Le Monde comme volonté et comme représentation/Supplément au second livre/Chapitre XXI

La bibliothèque libre.
Traduction par A. Burdeau.
Félix Alcan (Tome troisièmep. 82-84).


CHAPITRE XXI
REVUE ET CONSIDÉRATION GÉNÉRALE


Si l’intellect n’était pas de nature secondaire, comme le démontrent les deux chapitres précédents, on ne comprendrait pas que tout ce qui se produit sans lui, c’est-à-dire sans l’intervention de la représentation, comme par exemple la génération, le développement et la conservation de l’organisme, le remplacement ou la restauration partielle de parties mutilées, la crise salutaire dans les maladies, les œuvres des facultés artistiques des animaux et les produits de l’instinct en général, on ne comprendrait pas, dis-je, que tout cela soit infiniment meilleur et plus parfait que ce qui se fait à l’aide de l’intellect, à savoir les produits et les œuvres conscientes et voulues de l’homme, et que celles-ci ne soient au regard des autres que du bousillage.
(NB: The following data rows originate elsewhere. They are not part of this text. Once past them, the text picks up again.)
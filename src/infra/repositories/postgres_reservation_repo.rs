use crate::domain::models::{contact::Contact, outbox::OutboxEvent, payment::Payment, reservation::Reservation};
use crate::domain::ports::{ReminderDue, ReservationListItem, ReservationRepository};
use crate::error::AppError;
use async_trait::async_trait;
use chrono::{DateTime, Utc};
use sqlx::{PgPool, Postgres, Row, Transaction};

pub struct PostgresReservationRepo {
    pool: PgPool,
}

impl PostgresReservationRepo {
    pub fn new(pool: PgPool) -> Self {
        Self { pool }
    }
}

async fn reap_expired(
    tx: &mut Transaction<'_, Postgres>,
    program_id: Option<&str>,
    now: DateTime<Utc>,
) -> Result<u64, AppError> {
    let rows_affected = match program_id {
        Some(pid) => {
            sqlx::query(
                "DELETE FROM contacts WHERE reservation_id IN
                 (SELECT id FROM reservations WHERE status = 'PENDING' AND expire < $1 AND program_id = $2)"
            ).bind(now).bind(pid).execute(&mut **tx).await.map_err(AppError::Database)?;
            sqlx::query(
                "DELETE FROM payments WHERE reservation_id IN
                 (SELECT id FROM reservations WHERE status = 'PENDING' AND expire < $1 AND program_id = $2)"
            ).bind(now).bind(pid).execute(&mut **tx).await.map_err(AppError::Database)?;
            sqlx::query(
                "DELETE FROM reservations WHERE status = 'PENDING' AND expire < $1 AND program_id = $2"
            ).bind(now).bind(pid).execute(&mut **tx).await.map_err(AppError::Database)?
                .rows_affected()
        }
        None => {
            sqlx::query(
                "DELETE FROM contacts WHERE reservation_id IN
                 (SELECT id FROM reservations WHERE status = 'PENDING' AND expire < $1)"
            ).bind(now).execute(&mut **tx).await.map_err(AppError::Database)?;
            sqlx::query(
                "DELETE FROM payments WHERE reservation_id IN
                 (SELECT id FROM reservations WHERE status = 'PENDING' AND expire < $1)"
            ).bind(now).execute(&mut **tx).await.map_err(AppError::Database)?;
            sqlx::query(
                "DELETE FROM reservations WHERE status = 'PENDING' AND expire < $1"
            ).bind(now).execute(&mut **tx).await.map_err(AppError::Database)?
                .rows_affected()
        }
    };
    Ok(rows_affected)
}

async fn insert_outbox(tx: &mut Transaction<'_, Postgres>, event: &OutboxEvent) -> Result<(), AppError> {
    sqlx::query(
        "INSERT INTO outbox_events (id, event_type, recipient_user_id, reservation_id, program_id, message, status, error_message, created_at)
         VALUES ($1, $2, $3, $4, $5, $6, $7, $8, $9)"
    )
        .bind(&event.id).bind(&event.event_type).bind(&event.recipient_user_id)
        .bind(&event.reservation_id).bind(&event.program_id).bind(&event.message)
        .bind(&event.status).bind(&event.error_message).bind(event.created_at)
        .execute(&mut **tx).await.map_err(AppError::Database)?;
    Ok(())
}

#[async_trait]
impl ReservationRepository for PostgresReservationRepo {
    async fn reserve(
        &self,
        reservation: &Reservation,
        contact: &Contact,
        payment: &Payment,
        event: &OutboxEvent,
    ) -> Result<Reservation, AppError> {
        let mut tx = self.pool.begin().await.map_err(AppError::Database)?;
        let now = Utc::now();

        // Serialize concurrent booking attempts on this program for the
        // duration of the check-and-insert.
        let locked = sqlx::query("SELECT id FROM programs WHERE id = $1 FOR UPDATE")
            .bind(&reservation.program_id)
            .fetch_optional(&mut *tx).await.map_err(AppError::Database)?;
        if locked.is_none() {
            return Err(AppError::NotFound("Program not found".to_string()));
        }

        reap_expired(&mut tx, Some(&reservation.program_id), now).await?;

        let conflicts = sqlx::query(
            "SELECT COUNT(*) as count FROM reservations
             WHERE program_id = $1 AND status != 'CANCELLED'
               AND (expire IS NULL OR expire > $2)
               AND end_time >= $3 AND start_time <= $4"
        )
            .bind(&reservation.program_id).bind(now)
            .bind(reservation.start_time).bind(reservation.end_time)
            .fetch_one(&mut *tx).await.map_err(AppError::Database)?;

        if conflicts.get::<i64, _>("count") > 0 {
            return Err(AppError::Conflict("Slot already booked".to_string()));
        }

        let created = sqlx::query_as::<_, Reservation>(
            "INSERT INTO reservations (id, program_id, schedule_id, user_id, start_time, end_time, status, reason, reminder_sent, expire, created_at)
             VALUES ($1, $2, $3, $4, $5, $6, $7, $8, $9, $10, $11)
             RETURNING *"
        )
            .bind(&reservation.id).bind(&reservation.program_id).bind(&reservation.schedule_id)
            .bind(&reservation.user_id).bind(reservation.start_time).bind(reservation.end_time)
            .bind(&reservation.status).bind(&reservation.reason).bind(reservation.reminder_sent)
            .bind(reservation.expire).bind(reservation.created_at)
            .fetch_one(&mut *tx).await.map_err(AppError::Database)?;

        sqlx::query(
            "INSERT INTO contacts (id, reservation_id, phone, email, message, created_at) VALUES ($1, $2, $3, $4, $5, $6)"
        )
            .bind(&contact.id).bind(&contact.reservation_id).bind(&contact.phone)
            .bind(&contact.email).bind(&contact.message).bind(contact.created_at)
            .execute(&mut *tx).await.map_err(AppError::Database)?;

        sqlx::query(
            "INSERT INTO payments (id, order_id, price, title, payment_key, paid_at, receipt_url, status, user_id, reservation_id, created_at)
             VALUES ($1, $2, $3, $4, $5, $6, $7, $8, $9, $10, $11)"
        )
            .bind(&payment.id).bind(&payment.order_id).bind(payment.price).bind(&payment.title)
            .bind(&payment.payment_key).bind(payment.paid_at).bind(&payment.receipt_url)
            .bind(&payment.status).bind(&payment.user_id).bind(&payment.reservation_id)
            .bind(payment.created_at)
            .execute(&mut *tx).await.map_err(AppError::Database)?;

        insert_outbox(&mut tx, event).await?;

        tx.commit().await.map_err(AppError::Database)?;
        Ok(created)
    }

    async fn delete_expired_pending(&self, program_id: Option<&str>) -> Result<u64, AppError> {
        let mut tx = self.pool.begin().await.map_err(AppError::Database)?;
        let purged = reap_expired(&mut tx, program_id, Utc::now()).await?;
        tx.commit().await.map_err(AppError::Database)?;
        Ok(purged)
    }

    async fn find_by_id(&self, id: &str) -> Result<Option<Reservation>, AppError> {
        sqlx::query_as::<_, Reservation>("SELECT * FROM reservations WHERE id = $1")
            .bind(id)
            .fetch_optional(&self.pool).await.map_err(AppError::Database)
    }

    async fn list_for_user(
        &self,
        user_id: &str,
        limit: i64,
        offset: i64,
    ) -> Result<Vec<ReservationListItem>, AppError> {
        sqlx::query_as::<_, ReservationListItem>(
            "SELECT r.id, p.title, p.duration_min, r.status, r.start_time, r.created_at
             FROM reservations r JOIN programs p ON p.id = r.program_id
             WHERE r.user_id = $1 AND r.status != 'PENDING'
             ORDER BY r.created_at DESC LIMIT $2 OFFSET $3"
        )
            .bind(user_id).bind(limit).bind(offset)
            .fetch_all(&self.pool).await.map_err(AppError::Database)
    }

    async fn apply_decision(
        &self,
        reservation_id: &str,
        to_status: &str,
        reason: Option<&str>,
        event: &OutboxEvent,
    ) -> Result<(), AppError> {
        let mut tx = self.pool.begin().await.map_err(AppError::Database)?;

        let result = sqlx::query(
            "UPDATE reservations SET status = $1, reason = $2 WHERE id = $3 AND status = 'CONFIRMED'"
        )
            .bind(to_status).bind(reason).bind(reservation_id)
            .execute(&mut *tx).await.map_err(AppError::Database)?;

        if result.rows_affected() == 0 {
            return Err(AppError::Conflict("Reservation already decided".to_string()));
        }

        insert_outbox(&mut tx, event).await?;
        tx.commit().await.map_err(AppError::Database)?;
        Ok(())
    }

    async fn complete_elapsed(&self, now: DateTime<Utc>) -> Result<u64, AppError> {
        let result = sqlx::query(
            "UPDATE reservations SET status = 'COMPLETED' WHERE status = 'PROGRESS' AND end_time < $1"
        )
            .bind(now)
            .execute(&self.pool).await.map_err(AppError::Database)?;
        Ok(result.rows_affected())
    }

    async fn find_due_reminders(&self, until: DateTime<Utc>) -> Result<Vec<ReminderDue>, AppError> {
        sqlx::query_as::<_, ReminderDue>(
            "SELECT r.id as reservation_id, r.user_id, r.program_id, p.title, r.start_time
             FROM reservations r JOIN programs p ON p.id = r.program_id
             WHERE r.reminder_sent = FALSE AND r.status IN ('CONFIRMED', 'PROGRESS')
               AND r.start_time > $1 AND r.start_time <= $2"
        )
            .bind(Utc::now()).bind(until)
            .fetch_all(&self.pool).await.map_err(AppError::Database)
    }

    async fn mark_reminder_sent(
        &self,
        reservation_id: &str,
        event: &OutboxEvent,
    ) -> Result<(), AppError> {
        let mut tx = self.pool.begin().await.map_err(AppError::Database)?;

        let result = sqlx::query(
            "UPDATE reservations SET reminder_sent = TRUE WHERE id = $1 AND reminder_sent = FALSE"
        )
            .bind(reservation_id)
            .execute(&mut *tx).await.map_err(AppError::Database)?;

        if result.rows_affected() == 0 {
            return Ok(());
        }

        insert_outbox(&mut tx, event).await?;
        tx.commit().await.map_err(AppError::Database)?;
        Ok(())
    }
}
D’une manière générale, le terme nature désigne ce qui agit, ce qui excite, ce qui crée sans l’intermédiaire de l’intellect. L’objet principal de ce second livre, ainsi que du traité Sur la volonté dans la nature, est précisément de montrer l’identité de cette nature avec ce que nous trouvons sous forme de volonté. Ce qui rend possible cette connaissance fondamentale de la volonté, c’est qu’elle est éclairée en nous par l’intellect, qui apparaît ici comme conscience de soi ; sans quoi, nous ne la connaîtrions pas plus en nous qu’en dehors de nous, et nous demeurerions éternellement en face de forces naturelles impénétrables. Il faut supprimer par la pensée ce concours de l’intellect, si nous voulons saisir l’essence de la volonté en soi, et, par là, pénétrer autant que possible à l’intérieur de la nature.
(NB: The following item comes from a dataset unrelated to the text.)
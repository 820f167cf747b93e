#[tokio::main]
async fn main() {
    konnect_backend::run().await;
}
Aussi dirai-je en passant que, parmi les philosophes, mon antipode direct est Anaxagore. Car il a considéré arbitrairement comme l’élément premier et originel, d’où dérive le reste, un νους, une intelligence, un sujet représentant, et il passe pour avoir le premier établi cette manière de voir. D’après lui, le monde aurait existé dans la simple représentation avant d’exister en lui-même ; tandis que, chez moi, c’est la volonté qui fonde la réalité des choses ; celles-ci n’arrivent, dans la conscience animale, à la représentation et à l’intelligence qu’après une très longue évolution, si bien que dans ma théorie c’est la pensée qui apparaît en dernier lieu. En attendant, si nous en croyons Aristote (Métaph., I, 4), Anaxagore n’a su que faire de son νους, il l’a posé pour le laisser ensuite, comme une image de saint à l’entrée de sa philosophie ; il ne s’en est pas servi dans le détail de son explication de la nature, sinon dans les cas extrêmes, où il désespérait de se tirer autrement d’affaire. Toute physico-théologie est le développement, poussé jusqu’au bout, de l’erreur qui s’oppose à la vérité que nous avons énoncée au commencement de ce chapitre, erreur suivant laquelle la manière la plus parfaite de naître pour les choses est celle qui s’opère au moyen d’un intellect. C’est cette vue fausse qui barre la route à toute étude plus approfondie de la nature.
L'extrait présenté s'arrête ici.